Collected data entries
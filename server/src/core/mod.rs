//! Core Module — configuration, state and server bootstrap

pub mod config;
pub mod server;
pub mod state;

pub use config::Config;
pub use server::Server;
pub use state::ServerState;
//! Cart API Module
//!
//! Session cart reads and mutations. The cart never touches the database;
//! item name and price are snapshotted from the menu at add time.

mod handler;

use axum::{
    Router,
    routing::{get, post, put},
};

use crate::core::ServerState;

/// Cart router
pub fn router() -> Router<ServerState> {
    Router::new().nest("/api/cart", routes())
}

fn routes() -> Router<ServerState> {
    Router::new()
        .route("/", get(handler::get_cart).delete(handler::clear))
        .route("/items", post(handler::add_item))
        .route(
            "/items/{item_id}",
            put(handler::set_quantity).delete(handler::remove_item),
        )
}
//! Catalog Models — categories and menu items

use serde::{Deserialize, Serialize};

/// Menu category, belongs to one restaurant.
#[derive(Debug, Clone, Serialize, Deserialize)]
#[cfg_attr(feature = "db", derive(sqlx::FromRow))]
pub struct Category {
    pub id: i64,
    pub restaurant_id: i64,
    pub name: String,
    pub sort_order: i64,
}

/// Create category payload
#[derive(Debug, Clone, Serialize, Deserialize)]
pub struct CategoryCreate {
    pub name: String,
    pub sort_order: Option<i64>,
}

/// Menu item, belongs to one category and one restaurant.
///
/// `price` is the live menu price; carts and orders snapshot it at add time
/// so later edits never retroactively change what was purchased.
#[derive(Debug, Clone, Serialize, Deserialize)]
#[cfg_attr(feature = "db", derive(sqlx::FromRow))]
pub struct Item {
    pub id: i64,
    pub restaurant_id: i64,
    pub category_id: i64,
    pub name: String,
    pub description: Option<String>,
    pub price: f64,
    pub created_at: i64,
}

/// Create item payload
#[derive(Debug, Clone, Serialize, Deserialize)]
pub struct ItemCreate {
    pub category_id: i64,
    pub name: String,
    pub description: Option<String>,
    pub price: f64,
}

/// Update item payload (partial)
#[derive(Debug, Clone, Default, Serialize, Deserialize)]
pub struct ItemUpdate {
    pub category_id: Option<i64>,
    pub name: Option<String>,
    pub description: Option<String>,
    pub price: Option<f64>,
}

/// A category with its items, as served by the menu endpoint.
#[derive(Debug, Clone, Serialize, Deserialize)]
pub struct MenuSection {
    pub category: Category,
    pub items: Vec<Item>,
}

- About this task -
Write out every record shown above, word for word.

- Final answer -
filename server/src/core/mod.rs
//! Core Module — configuration, state and server bootstrap

pub mod config;
pub mod server;
pub mod state;

pub use config::Config;
pub use server::Server;
pub use state::ServerState;
//! Cart API Module
//!
//! Session cart reads and mutations. The cart never touches the database;
//! item name and price are snapshotted from the menu at add time.

mod handler;

use axum::{
    Router,
    routing::{get, post, put},
};

use crate::core::ServerState;

/// Cart router
pub fn router() -> Router<ServerState> {
    Router::new().nest("/api/cart", routes())
}

fn routes() -> Router<ServerState> {
    Router::new()
        .route("/", get(handler::get_cart).delete(handler::clear))
        .route("/items", post(handler::add_item))
        .route(
            "/items/{item_id}",
            put(handler::set_quantity).delete(handler::remove_item),
        )
}
//! Catalog Models — categories and menu items

use serde::{Deserialize, Serialize};

/// Menu category, belongs to one restaurant.
#[derive(Debug, Clone, Serialize, Deserialize)]
#[cfg_attr(feature = "db", derive(sqlx::FromRow))]
pub struct Category {
    pub id: i64,
    pub restaurant_id: i64,
    pub name: String,
    pub sort_order: i64,
}

/// Create category payload
#[derive(Debug, Clone, Serialize, Deserialize)]
pub struct CategoryCreate {
    pub name: String,
    pub sort_order: Option<i64>,
}

/// Menu item, belongs to one category and one restaurant.
///
/// `price` is the live menu price; carts and orders snapshot it at add time
/// so later edits never retroactively change what was purchased.
#[derive(Debug, Clone, Serialize, Deserialize)]
#[cfg_attr(feature = "db", derive(sqlx::FromRow))]
pub struct Item {
    pub id: i64,
    pub restaurant_id: i64,
    pub category_id: i64,
    pub name: String,
    pub description: Option<String>,
    pub price: f64,
    pub created_at: i64,
}

/// Create item payload
#[derive(Debug, Clone, Serialize, Deserialize)]
pub struct ItemCreate {
    pub category_id: i64,
    pub name: String,
    pub description: Option<String>,
    pub price: f64,
}

/// Update item payload (partial)
#[derive(Debug, Clone, Default, Serialize, Deserialize)]
pub struct ItemUpdate {
    pub category_id: Option<i64>,
    pub name: Option<String>,
    pub description: Option<String>,
    pub price: Option<f64>,
}

/// A category with its items, as served by the menu endpoint.
#[derive(Debug, Clone, Serialize, Deserialize)]
pub struct MenuSection {
    pub category: Category,
    pub items: Vec<Item>,
}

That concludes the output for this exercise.